Lines from the top of the entries down to the line with "height) at rest." must be set down exactly as they stand, with both ends retained.

[Start of Attachment]

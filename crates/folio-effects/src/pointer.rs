//! Pointer trail overlay: an outer ring and an inner dot that follow the mouse.

use folio_core::{ElementId, HitMap, Theme};
use ratatui::{
    Frame,
    layout::Rect,
    style::Style,
    widgets::{Block, BorderType},
};

use crate::chars::POINTER_DOT;
use crate::color::blend;

/// Ring size in cells (width, height) at rest.
pub const RING_SIZE: (u16, u16) = (5, 3);
/// Ring scale while hovering an interactive element.
pub const HOVER_SCALE: f32 = 1.5;
/// Ring opacity at rest.
pub const RING_OPACITY: f32 = 0.5;
/// Ring opacity while hovering.
pub const HOVER_RING_OPACITY: f32 = 0.8;
/// Duration of the hover transition.
pub const TRANSITION_MS: u64 = 150;

/// Pointer position, hover flag and the ring's hover transition.
#[derive(Debug, Default)]
pub struct PointerTrail {
    /// Last pointer cell; `None` until the first move.
    position: Option<(u16, u16)>,
    /// Is the pointer over a button or link?
    hovering: bool,
    /// Transition progress from rest (0.0) to hover (1.0).
    progress: f32,
    /// Time of the last transition step.
    last_update_ms: Option<u64>,
    mounted: bool,
}

impl PointerTrail {
    pub fn new() -> Self {
        Self::default()
    }

    /// Start listening for pointer signals.
    pub fn mount(&mut self, now_ms: u64) {
        self.mounted = true;
        self.last_update_ms = Some(now_ms);
    }

    /// Stop listening. Pending transition steps are dropped.
    pub fn teardown(&mut self) {
        self.mounted = false;
        self.last_update_ms = None;
    }

    pub fn is_mounted(&self) -> bool {
        self.mounted
    }

    /// Pointer-move signal.
    pub fn on_move(&mut self, x: u16, y: u16) {
        if self.mounted {
            self.position = Some((x, y));
        }
    }

    /// Pointer-over signal for `target` as resolved in `map`.
    pub fn on_over<A>(&mut self, map: &HitMap<A>, target: Option<ElementId>) {
        if self.mounted {
            self.hovering = target.is_some_and(|id| map.is_within_interactive(id));
        }
    }

    /// Step the hover transition to `now_ms`.
    pub fn update(&mut self, now_ms: u64) {
        if !self.mounted {
            return;
        }
        let last = self.last_update_ms.replace(now_ms).unwrap_or(now_ms);
        let step = now_ms.saturating_sub(last) as f32 / TRANSITION_MS as f32;
        let target = if self.hovering { 1.0 } else { 0.0 };
        self.progress = if self.progress < target {
            (self.progress + step).min(target)
        } else {
            (self.progress - step).max(target)
        };
    }

    /// Whether the hover transition is still moving.
    pub fn is_animating(&self) -> bool {
        let target = if self.hovering { 1.0 } else { 0.0 };
        self.mounted && self.progress != target
    }

    pub fn position(&self) -> Option<(u16, u16)> {
        self.position
    }

    pub fn is_hovering(&self) -> bool {
        self.hovering
    }

    /// Current ring scale.
    pub fn scale(&self) -> f32 {
        1.0 + (HOVER_SCALE - 1.0) * ease(self.progress)
    }

    /// Current ring opacity.
    pub fn ring_opacity(&self) -> f32 {
        RING_OPACITY + (HOVER_RING_OPACITY - RING_OPACITY) * ease(self.progress)
    }

    /// Ring area centered on the pointer, clipped to `bounds`.
    pub fn ring_area(&self, bounds: Rect) -> Option<Rect> {
        let (x, y) = self.position?;
        let scale = self.scale();
        let width = odd((f32::from(RING_SIZE.0) * scale).round() as u16);
        let height = odd((f32::from(RING_SIZE.1) * scale).round() as u16);
        centered(x, y, width, height, bounds)
    }

    /// Dot cell, if it lies within `bounds`.
    pub fn dot_area(&self, bounds: Rect) -> Option<Rect> {
        let (x, y) = self.position?;
        centered(x, y, 1, 1, bounds)
    }

    /// Draw both markers over whatever is already in the frame.
    pub fn render(&self, frame: &mut Frame, theme: Theme) {
        if !self.mounted {
            return;
        }
        let palette = theme.palette();
        let bounds = frame.area();

        if let Some(ring) = self.ring_area(bounds) {
            let color = blend(palette.accent, palette.background, self.ring_opacity());
            let block = Block::bordered()
                .border_type(BorderType::Rounded)
                .border_style(Style::new().fg(color));
            frame.render_widget(block, ring);
        }

        if let Some(dot) = self.dot_area(bounds)
            && let Some(cell) = frame.buffer_mut().cell_mut((dot.x, dot.y))
        {
            cell.set_char(POINTER_DOT).set_fg(palette.accent);
        }
    }
}

/// Ease-out quadratic.
fn ease(t: f32) -> f32 {
    let t = t.clamp(0.0, 1.0);
    1.0 - (1.0 - t) * (1.0 - t)
}

/// Round up to an odd size so the marker has a center cell.
fn odd(n: u16) -> u16 {
    n.max(1) | 1
}

/// A `width` × `height` rect centered on `(cx, cy)`, clipped to `bounds`.
fn centered(cx: u16, cy: u16, width: u16, height: u16, bounds: Rect) -> Option<Rect> {
    let left = i32::from(cx) - i32::from(width / 2);
    let top = i32::from(cy) - i32::from(height / 2);
    let x0 = left.max(i32::from(bounds.left()));
    let y0 = top.max(i32::from(bounds.top()));
    let x1 = (left + i32::from(width)).min(i32::from(bounds.right()));
    let y1 = (top + i32::from(height)).min(i32::from(bounds.bottom()));
    if x0 >= x1 || y0 >= y1 {
        return None;
    }
    Some(Rect::new(
        x0 as u16,
        y0 as u16,
        (x1 - x0) as u16,
        (y1 - y0) as u16,
    ))
}

#[cfg(test)]
mod tests {
    use super::*;
    use folio_core::ElementKind;
    use ratatui::{Terminal, backend::TestBackend};

    fn page() -> (HitMap, ElementId, ElementId, ElementId) {
        let mut map = HitMap::new();
        let root = map.push(ElementKind::Page, Rect::new(0, 0, 80, 24), None, None);
        let link = map.push(ElementKind::Link, Rect::new(10, 2, 8, 1), Some(root), None);
        let icon = map.push(ElementKind::Text, Rect::new(10, 2, 1, 1), Some(link), None);
        (map, root, link, icon)
    }

    fn mounted() -> PointerTrail {
        let mut trail = PointerTrail::new();
        trail.mount(0);
        trail
    }

    #[test]
    fn test_move_updates_position() {
        let mut trail = mounted();
        assert_eq!(trail.position(), None);
        trail.on_move(12, 7);
        assert_eq!(trail.position(), Some((12, 7)));
    }

    #[test]
    fn test_hover_follows_last_target() {
        let (map, root, link, icon) = page();
        let mut trail = mounted();
        trail.on_over(&map, Some(link));
        assert!(trail.is_hovering());
        trail.on_over(&map, Some(root));
        assert!(!trail.is_hovering());
        trail.on_over(&map, Some(icon));
        assert!(trail.is_hovering());
        trail.on_over(&map, None);
        assert!(!trail.is_hovering());
    }

    #[test]
    fn test_transition_reaches_hover_scale() {
        let (map, _, link, _) = page();
        let mut trail = mounted();
        trail.on_move(40, 12);
        trail.on_over(&map, Some(link));
        trail.update(75);
        assert!(trail.scale() > 1.0 && trail.scale() < HOVER_SCALE);
        assert!(trail.is_animating());
        trail.update(150);
        assert_eq!(trail.scale(), HOVER_SCALE);
        assert_eq!(trail.ring_opacity(), HOVER_RING_OPACITY);
        assert!(!trail.is_animating());
    }

    #[test]
    fn test_ring_centered_on_pointer() {
        let mut trail = mounted();
        trail.on_move(40, 12);
        let bounds = Rect::new(0, 0, 80, 24);
        assert_eq!(trail.ring_area(bounds), Some(Rect::new(38, 11, 5, 3)));
        assert_eq!(trail.dot_area(bounds), Some(Rect::new(40, 12, 1, 1)));
    }

    #[test]
    fn test_ring_enlarges_on_hover() {
        let (map, _, link, _) = page();
        let mut trail = mounted();
        trail.on_move(40, 12);
        trail.on_over(&map, Some(link));
        trail.update(1_000);
        let ring = trail.ring_area(Rect::new(0, 0, 80, 24)).unwrap();
        assert_eq!(ring, Rect::new(36, 10, 9, 5));
    }

    #[test]
    fn test_ring_clipped_at_edges() {
        let mut trail = mounted();
        trail.on_move(0, 0);
        assert_eq!(
            trail.ring_area(Rect::new(0, 0, 80, 24)),
            Some(Rect::new(0, 0, 3, 2))
        );
    }

    #[test]
    fn test_teardown_ignores_signals_and_time() {
        let (map, _, link, _) = page();
        let mut trail = mounted();
        trail.on_move(5, 5);
        trail.teardown();
        trail.on_move(9, 9);
        trail.on_over(&map, Some(link));
        trail.update(10_000);
        assert_eq!(trail.position(), Some((5, 5)));
        assert!(!trail.is_hovering());
        assert_eq!(trail.scale(), 1.0);
    }

    #[test]
    fn test_render_draws_dot() {
        let mut trail = mounted();
        trail.on_move(4, 2);
        let mut terminal = Terminal::new(TestBackend::new(10, 5)).unwrap();
        terminal
            .draw(|frame| trail.render(frame, Theme::Dark))
            .unwrap();
        let buffer = terminal.backend().buffer();
        assert_eq!(buffer[(4, 2)].symbol(), "●");
        assert_eq!(buffer[(2, 1)].symbol(), "╭");
    }

    #[test]
    fn test_render_uses_theme_colors() {
        let mut trail = mounted();
        trail.on_move(4, 2);
        let mut terminal = Terminal::new(TestBackend::new(10, 5)).unwrap();
        terminal
            .draw(|frame| trail.render(frame, Theme::Light))
            .unwrap();

        let light = Theme::Light.palette();
        let buffer = terminal.backend().buffer();
        assert_eq!(buffer[(4, 2)].fg, light.accent);
        assert_eq!(
            buffer[(2, 1)].fg,
            blend(light.accent, light.background, RING_OPACITY)
        );
        assert_ne!(buffer[(4, 2)].fg, Theme::Dark.palette().accent);
    }
}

[End of Attachment]

Exercise output:
filename crates/folio-effects/src/pointer.rs
//! Pointer trail overlay: an outer ring and an inner dot that follow the mouse.

use folio_core::{ElementId, HitMap, Theme};
use ratatui::{
    Frame,
    layout::Rect,
    style::Style,
    widgets::{Block, BorderType},
};

use crate::chars::POINTER_DOT;
use crate::color::blend;

/// Ring size in cells (width, height) at rest.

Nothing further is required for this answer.